The version of tsql is
Texis Version 04.04.1067366033(20031028) Copyright (c) 1988-2003 Thunderstone EPI

yes, taking the hyphen out of langc returns the hit. But with hyphen in langc, no hit is returned.

Also, our index expressions are,
<apicp keepnoise on>
<sql "set delexp=0"></sql>
<sql "set addexp='\punct{1,5}'"></sql>
<sql "set addexp='\alnum{1,99}'"></sql>
<sql "set addexp='>>\alpha{1,50},=\alpha{1,50}'"></sql>

Suffix processing and hyphen searches

Posted: Tue Nov 23, 2004 2:45 pm
by John
The problem is that you have punctuation indexed as a separate word, so jerry-smith looks like three words in the index, instead of the single term you are looking for. Instead of \punct{1,5} you probably want [\alnum\punct]{1,99}, or [\alnum\-]{1,99}.

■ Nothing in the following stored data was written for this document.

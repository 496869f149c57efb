use serde::{Deserialize, Serialize};
use tracing::{debug, info, warn};

use super::{
    clock::{Clock, WallClock},
    effects::{lookup, resolution_for, ActionKind, Outcome, Resolution},
    rng::{RandomSource, SeededRandom},
    score::{ScoreSettlement, ScoreTracker},
    state::{
        BattleEnd, BattleEvent, BattleState, Combatant, IntegrityError, PendingSkillCheck, Side,
        TurnPhase,
    },
};
use crate::ai::{RivalAgent, RivalDecision};

/// 开始一场战斗所需的配置。
#[derive(Debug, Clone, Serialize, Deserialize, PartialEq, Eq)]
pub struct BattleSetup {
    pub player_team_id: String,
    pub rival_team_id: String,
    #[serde(default)]
    pub is_dark_boss: bool,
    /// 进入本场前的累计总分。
    #[serde(default)]
    pub carried_score: u32,
}

impl BattleSetup {
    pub fn new(
        player_team_id: impl Into<String>,
        rival_team_id: impl Into<String>,
        is_dark_boss: bool,
    ) -> Self {
        Self {
            player_team_id: player_team_id.into(),
            rival_team_id: rival_team_id.into(),
            is_dark_boss,
            carried_score: 0,
        }
    }

    pub fn with_carried_score(mut self, carried_score: u32) -> Self {
        self.carried_score = carried_score;
        self
    }
}

/// 被忽略的请求及原因，只用于日志与 UI 判断，不会抛给调用方。
#[derive(Debug, Clone, Copy, Serialize, Deserialize, PartialEq, Eq)]
#[serde(tag = "type")]
pub enum Rejection {
    AlreadyStarted,
    BattleInactive,
    NotPlayerTurn,
    AlreadyActed,
    SkillCheckInProgress,
    NoPendingSkillCheck,
    SkillCheckMismatch {
        expected: ActionKind,
        actual: ActionKind,
    },
    SpecialLocked,
    EvolutionNotReady,
    AlreadyEvolved,
}

/// 一场已分出胜负的战斗，交给进度层使用。
#[derive(Debug, Clone, Serialize, Deserialize, PartialEq)]
pub struct BattleResult {
    pub winner: Side,
    pub rival_team_id: String,
    pub was_dark_boss: bool,
    pub settlement: ScoreSettlement,
}

impl BattleResult {
    pub fn player_won(&self) -> bool {
        self.winner == Side::Player
    }
}

/// 表现层渲染所需的只读视图。
#[derive(Debug, Clone, Serialize, Deserialize, PartialEq)]
pub struct BattleSnapshot {
    pub phase: TurnPhase,
    pub acting_side: Side,
    pub player: Combatant,
    pub rival: Combatant,
    pub turn_counter: u32,
    pub has_acted_this_turn: bool,
    #[serde(skip_serializing_if = "Option::is_none")]
    pub pending_check: Option<PendingSkillCheck>,
    pub is_dark_boss: bool,
    pub battle_active: bool,
    pub total_score: u32,
    pub evolution_available: bool,
}

#[derive(Debug, Clone, Serialize, Deserialize, PartialEq)]
pub struct BattleResolution {
    pub events: Vec<BattleEvent>,
    pub snapshot: BattleSnapshot,
    #[serde(skip_serializing_if = "Option::is_none")]
    pub result: Option<BattleResult>,
}

/// 回合状态机。所有调用都是同步的，返回本次调用产生的事件。
pub struct BattleEngine {
    state: BattleState,
    rival: RivalAgent,
    score: ScoreTracker,
    rng: Box<dyn RandomSource>,
    clock: Box<dyn Clock>,
    result: Option<BattleResult>,
}

impl BattleEngine {
    pub fn new(setup: BattleSetup, rng: Box<dyn RandomSource>, clock: Box<dyn Clock>) -> Self {
        Self {
            state: BattleState::new(
                setup.player_team_id,
                setup.rival_team_id,
                setup.is_dark_boss,
            ),
            rival: RivalAgent::new(setup.is_dark_boss),
            score: ScoreTracker::new(setup.carried_score),
            rng,
            clock,
            result: None,
        }
    }

    pub fn with_defaults(setup: BattleSetup) -> Self {
        Self::new(
            setup,
            Box::new(SeededRandom::from_entropy()),
            Box::new(WallClock),
        )
    }

    pub fn with_seed(setup: BattleSetup, seed: u64) -> Self {
        Self::new(
            setup,
            Box::new(SeededRandom::with_seed(seed)),
            Box::new(WallClock),
        )
    }

    pub fn state(&self) -> &BattleState {
        &self.state
    }

    pub fn result(&self) -> Option<&BattleResult> {
        self.result.as_ref()
    }

    pub fn total_score(&self) -> u32 {
        self.score.total_score()
    }

    pub fn snapshot(&self) -> BattleSnapshot {
        BattleSnapshot {
            phase: self.state.phase(),
            acting_side: self.state.acting_side,
            player: self.state.player.clone(),
            rival: self.state.rival.clone(),
            turn_counter: self.state.turn_counter,
            has_acted_this_turn: self.state.has_acted_this_turn,
            pending_check: self.state.pending_check,
            is_dark_boss: self.state.is_dark_boss,
            battle_active: self.state.battle_active,
            total_score: self.score.total_score(),
            evolution_available: self.state.player.evolution_ready(),
        }
    }

    pub fn resolution(&self, events: Vec<BattleEvent>) -> BattleResolution {
        BattleResolution {
            events,
            snapshot: self.snapshot(),
            result: self.result.clone(),
        }
    }

    /// 用外部保存的状态替换当前战斗，先做完整性校验。
    pub fn restore_state(&mut self, state: BattleState) -> Result<(), IntegrityError> {
        state.integrity_check()?;
        self.rival = RivalAgent::new(state.is_dark_boss);
        self.state = state;
        Ok(())
    }

    fn ensure_not_started(state: &BattleState) -> Result<(), Rejection> {
        if state.phase() != TurnPhase::AwaitingCoinFlip {
            return Err(Rejection::AlreadyStarted);
        }
        Ok(())
    }

    fn ensure_active(state: &BattleState) -> Result<(), Rejection> {
        if !state.battle_active {
            return Err(Rejection::BattleInactive);
        }
        Ok(())
    }

    fn ensure_player_turn(state: &BattleState) -> Result<(), Rejection> {
        if state.acting_side != Side::Player {
            return Err(Rejection::NotPlayerTurn);
        }
        Ok(())
    }

    fn ensure_no_pending(state: &BattleState) -> Result<(), Rejection> {
        if state.pending_check.is_some() {
            return Err(Rejection::SkillCheckInProgress);
        }
        Ok(())
    }

    fn ensure_not_acted(state: &BattleState) -> Result<(), Rejection> {
        if state.has_acted_this_turn {
            return Err(Rejection::AlreadyActed);
        }
        Ok(())
    }

    pub fn check_request(&self, kind: ActionKind) -> Result<(), Rejection> {
        let state = &self.state;
        Self::ensure_active(state)?;
        Self::ensure_player_turn(state)?;
        Self::ensure_no_pending(state)?;
        Self::ensure_not_acted(state)?;
        if kind == ActionKind::Special && !state.player.is_evolved {
            return Err(Rejection::SpecialLocked);
        }
        Ok(())
    }

    pub fn check_evolution(&self) -> Result<(), Rejection> {
        let state = &self.state;
        Self::ensure_active(state)?;
        Self::ensure_player_turn(state)?;
        Self::ensure_not_acted(state)?;
        if state.player.is_evolved {
            return Err(Rejection::AlreadyEvolved);
        }
        if !state.player.evolution_ready() {
            return Err(Rejection::EvolutionNotReady);
        }
        Ok(())
    }

    pub fn can_request(&self, kind: ActionKind) -> bool {
        self.check_request(kind).is_ok()
    }

    pub fn can_evolve(&self) -> bool {
        self.check_evolution().is_ok()
    }

    /// 掷硬币决定先手并开始计时；对手先手时立即执行对手回合。
    pub fn start(&mut self) -> Vec<BattleEvent> {
        let mut events = Vec::new();
        if let Err(rejection) = Self::ensure_not_started(&self.state) {
            debug!(?rejection, "start ignored");
            return events;
        }

        let first = if self.rng.coin_flip() {
            Side::Player
        } else {
            Side::Rival
        };
        self.state.battle_active = true;
        self.state.acting_side = first;
        self.state.has_acted_this_turn = false;
        self.score.start_timer(self.clock.now_ms());
        info!(
            player = %self.state.player.team_id,
            rival = %self.state.rival.team_id,
            dark_boss = self.state.is_dark_boss,
            ?first,
            "battle started"
        );

        self.emit(BattleEvent::CoinFlipped { first }, &mut events);
        self.emit(BattleEvent::TurnChanged { side: first }, &mut events);
        if first == Side::Rival {
            self.run_rival_turn(&mut events);
        }
        events
    }

    /// 玩家选择行动，打开一次技能检定。
    pub fn request_action(&mut self, kind: ActionKind) -> Vec<BattleEvent> {
        let mut events = Vec::new();
        if let Err(rejection) = self.check_request(kind) {
            debug!(?rejection, ?kind, "action request ignored");
            return events;
        }

        let attempts = kind.attempt_budget();
        self.state.has_acted_this_turn = true;
        self.state.pending_check = Some(PendingSkillCheck {
            kind,
            initiator: Side::Player,
            attempts,
        });
        self.emit(
            BattleEvent::SkillCheckRequested {
                kind,
                initiator: Side::Player,
                attempts,
            },
            &mut events,
        );
        events
    }

    /// 提交技能检定结果（玩家行动或对玩家的防守），结算并推进回合。
    pub fn submit_skill_check_result(
        &mut self,
        kind: ActionKind,
        successes: u8,
    ) -> Vec<BattleEvent> {
        let mut events = Vec::new();
        let pending = match self.check_submission(kind) {
            Ok(pending) => pending,
            Err(rejection) => {
                debug!(?rejection, ?kind, successes, "skill-check result discarded");
                return events;
            }
        };

        self.state.pending_check = None;
        let successes = successes.min(pending.attempts);
        self.score.record_hits(successes);
        let Some(outcome) = lookup(pending.kind, pending.initiator, successes) else {
            warn!(?pending, "no outcome table for pending skill-check");
            self.switch_turn(&mut events);
            return events;
        };

        self.resolve(pending.initiator, outcome, Side::Player, &mut events);
        if !self.finish_if_knocked_out(&mut events) {
            self.switch_turn(&mut events);
        }
        events
    }

    fn check_submission(&self, kind: ActionKind) -> Result<PendingSkillCheck, Rejection> {
        Self::ensure_active(&self.state)?;
        let pending = self
            .state
            .pending_check
            .ok_or(Rejection::NoPendingSkillCheck)?;
        if pending.kind != kind {
            return Err(Rejection::SkillCheckMismatch {
                expected: pending.kind,
                actual: kind,
            });
        }
        Ok(pending)
    }

    /// 进化不消耗回合，也不切换行动方。
    pub fn trigger_evolution(&mut self) -> Vec<BattleEvent> {
        let mut events = Vec::new();
        if let Err(rejection) = self.check_evolution() {
            debug!(?rejection, "evolution ignored");
            return events;
        }
        self.state.player.evolve();
        self.emit(BattleEvent::EvolutionPerformed { side: Side::Player }, &mut events);
        events
    }

    /// 中途退出：之后到达的检定结果全部丢弃，不计分。
    pub fn abandon(&mut self) -> Vec<BattleEvent> {
        let mut events = Vec::new();
        if self.state.is_finished() {
            return events;
        }
        self.state.battle_active = false;
        self.state.pending_check = None;
        self.state.end = Some(BattleEnd::Abandoned);
        info!(turn = self.state.turn_counter, "battle abandoned");
        self.emit(BattleEvent::BattleAbandoned, &mut events);
        events
    }

    fn emit(&mut self, event: BattleEvent, events: &mut Vec<BattleEvent>) {
        self.state.record_event(event.clone());
        events.push(event);
    }

    fn emit_all(&mut self, batch: Vec<BattleEvent>, events: &mut Vec<BattleEvent>) {
        for event in batch {
            self.emit(event, events);
        }
    }

    /// 一次结算的全部效果先落地，再统一做终局判断。
    fn resolve(
        &mut self,
        initiator: Side,
        outcome: Outcome,
        energy_to: Side,
        events: &mut Vec<BattleEvent>,
    ) {
        let opponent = initiator.opponent();
        let applied = [
            self.state.apply_damage(opponent, outcome.opponent_damage),
            self.state.apply_damage(initiator, outcome.self_damage),
            self.state.apply_heal(initiator, outcome.self_heal),
            self.state.apply_shield_gain(initiator, outcome.shield_gain),
        ];
        self.emit_all(applied.into_iter().flatten().collect(), events);
        let energy = self.state.apply_energy(energy_to, outcome.energy);
        self.emit_all(energy, events);
    }

    fn finish_if_knocked_out(&mut self, events: &mut Vec<BattleEvent>) -> bool {
        match self.state.knocked_out_side() {
            Some(loser) => {
                self.finish(loser.opponent(), events);
                true
            }
            None => false,
        }
    }

    fn finish(&mut self, winner: Side, events: &mut Vec<BattleEvent>) {
        self.state.battle_active = false;
        self.state.pending_check = None;
        self.state.end = Some(BattleEnd::Decided { winner });

        let settlement = self.score.settle(
            self.clock.now_ms(),
            winner == Side::Player,
            self.state.is_dark_boss,
        );
        info!(
            ?winner,
            battle_score = settlement.battle.total,
            total_score = settlement.total_score,
            "battle ended"
        );
        self.result = Some(BattleResult {
            winner,
            rival_team_id: self.state.rival.team_id.clone(),
            was_dark_boss: self.state.is_dark_boss,
            settlement,
        });
        self.emit(
            BattleEvent::BattleEnded {
                winner,
                final_score: settlement.total_score,
                score: settlement,
            },
            events,
        );
    }

    fn switch_turn(&mut self, events: &mut Vec<BattleEvent>) {
        let next = self.state.acting_side.opponent();
        self.state.acting_side = next;
        self.state.has_acted_this_turn = false;
        self.emit(BattleEvent::TurnChanged { side: next }, events);
        if next == Side::Rival {
            self.run_rival_turn(events);
        }
    }

    fn run_rival_turn(&mut self, events: &mut Vec<BattleEvent>) {
        self.state.turn_counter += 1;
        let decision = self
            .rival
            .decide(&self.state.rival, self.state.turn_counter, self.rng.as_mut());

        let kind = match decision {
            RivalDecision::Evolve => {
                self.state.rival.evolve();
                self.emit(BattleEvent::EvolutionPerformed { side: Side::Rival }, events);
                self.switch_turn(events);
                return;
            }
            RivalDecision::Act { kind } => kind,
        };

        self.state.rival.last_action = Some(kind);
        self.state.has_acted_this_turn = true;
        self.emit(BattleEvent::RivalActionChosen { kind }, events);

        match resolution_for(kind, Side::Rival) {
            Resolution::Fixed { outcome } => {
                self.resolve(Side::Rival, outcome, Side::Rival, events);
                if !self.finish_if_knocked_out(events) {
                    self.switch_turn(events);
                }
            }
            Resolution::SkillCheck { attempts } => {
                self.state.pending_check = Some(PendingSkillCheck {
                    kind,
                    initiator: Side::Rival,
                    attempts,
                });
                self.emit(
                    BattleEvent::SkillCheckRequested {
                        kind,
                        initiator: Side::Rival,
                        attempts,
                    },
                    events,
                );
            }
        }
    }
}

Suffix processing and hyphen searches

Posted: Tue Nov 23, 2004 6:39 pm
by Zeus
What if we take hyphen out of the langc? That seems to fix it also.
or, to summarize, what is the sure way to search for literal hyphens between terms and the end of terms, for example,
searching for

jerry-smith

AN-

thanks!!

Suffix processing and hyphen searches

Posted: Wed Nov 24, 2004 9:45 am
by John
If you take the hyphen out of langc then the presence of the hyphen disables any language processing, and it is treated as a literal substring search.

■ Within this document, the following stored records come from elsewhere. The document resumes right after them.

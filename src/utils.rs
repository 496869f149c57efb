#[cfg(feature = "console_error_panic_hook")]
pub fn set_panic_hook() {
    console_error_panic_hook::set_once();
}

#[cfg(not(feature = "console_error_panic_hook"))]
pub fn set_panic_hook() {}

/// 输出到浏览器控制台；非 wasm 目标下走 tracing。
#[cfg(target_arch = "wasm32")]
pub fn console_log(message: &str) {
    web_sys::console::log_1(&message.into());
}

#[cfg(not(target_arch = "wasm32"))]
pub fn console_log(message: &str) {
    tracing::info!(target: "console", "{message}");
}

/// 把一条格式化好的 tracing 记录整行写到浏览器控制台。
#[cfg(target_arch = "wasm32")]
#[derive(Default)]
pub struct ConsoleWriter {
    buffer: Vec<u8>,
}

#[cfg(target_arch = "wasm32")]
impl std::io::Write for ConsoleWriter {
    fn write(&mut self, bytes: &[u8]) -> std::io::Result<usize> {
        self.buffer.extend_from_slice(bytes);
        Ok(bytes.len())
    }

    fn flush(&mut self) -> std::io::Result<()> {
        Ok(())
    }
}

#[cfg(target_arch = "wasm32")]
impl Drop for ConsoleWriter {
    fn drop(&mut self) {
        if self.buffer.is_empty() {
            return;
        }
        let line = String::from_utf8_lossy(&self.buffer);
        console_log(line.trim_end());
    }
}

#[cfg(target_arch = "wasm32")]
#[derive(Debug, Clone, Copy, Default)]
pub struct MakeConsoleWriter;

#[cfg(target_arch = "wasm32")]
impl<'a> tracing_subscriber::fmt::MakeWriter<'a> for MakeConsoleWriter {
    type Writer = ConsoleWriter;

    fn make_writer(&'a self) -> Self::Writer {
        ConsoleWriter::default()
    }
}

/// 安装把引擎日志转发到浏览器控制台的 subscriber，重复调用无副作用。
#[cfg(target_arch = "wasm32")]
pub fn init_logging() {
    let _ = tracing_subscriber::fmt()
        .with_writer(MakeConsoleWriter)
        .without_time()
        .with_max_level(tracing::Level::INFO)
        .try_init();
}

/// 原生目标由宿主程序或测试自行安装 subscriber。
#[cfg(not(target_arch = "wasm32"))]
pub fn init_logging() {}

Changing the index expression to include the hyphen would improve the performance of the search with either langc setting as it could find the term directly in the index.

Suffix processing and hyphen searches

Posted: Mon Nov 29, 2004 4:34 pm
by Zeus
We did go down the path of having [\alnum\punct]{1,99} in our index expression. But, we had the other problem,

if, we had data,
zeus@mycompany.com;achilles@mycompany.com;atlas@mycompany.com

the above index expression,
prohibits searching for

FIELD1 like 'achilles@mycompany.com'

that is why we did just \punct{1,5}, which fixed this problem.

Looks like, if you have one you cannot have the other.

just punctuations solves the above problem, but breaks jerry-smith search.
alnum & puntuations breaks the above problem, but solves the jerry-smith search.

Suffix processing and hyphen searches

Posted: Mon Nov 29, 2004 5:08 pm
by John
You may need to be more selective about which puctuation you want to include in the index expression, and which you want to consider as part of a term you want to search for. You can have several index expressions, e.g.

\alnum{1,99}
\alnum=[\-\alnum]{1,99}
\alnum=[\-\.\alnum]{1,99}
\alnum=[\-\.@\alnum]{1,99}

Which should allow you to search for "Jerry", "Jerry-Smith", "mycompany.com" or "zeus@mycompany.com"

Suffix processing and hyphen searches

Posted: Mon Nov 29, 2004 5:12 pm
by mark
Zeus, out of curiosity why index punctuation by itself at all?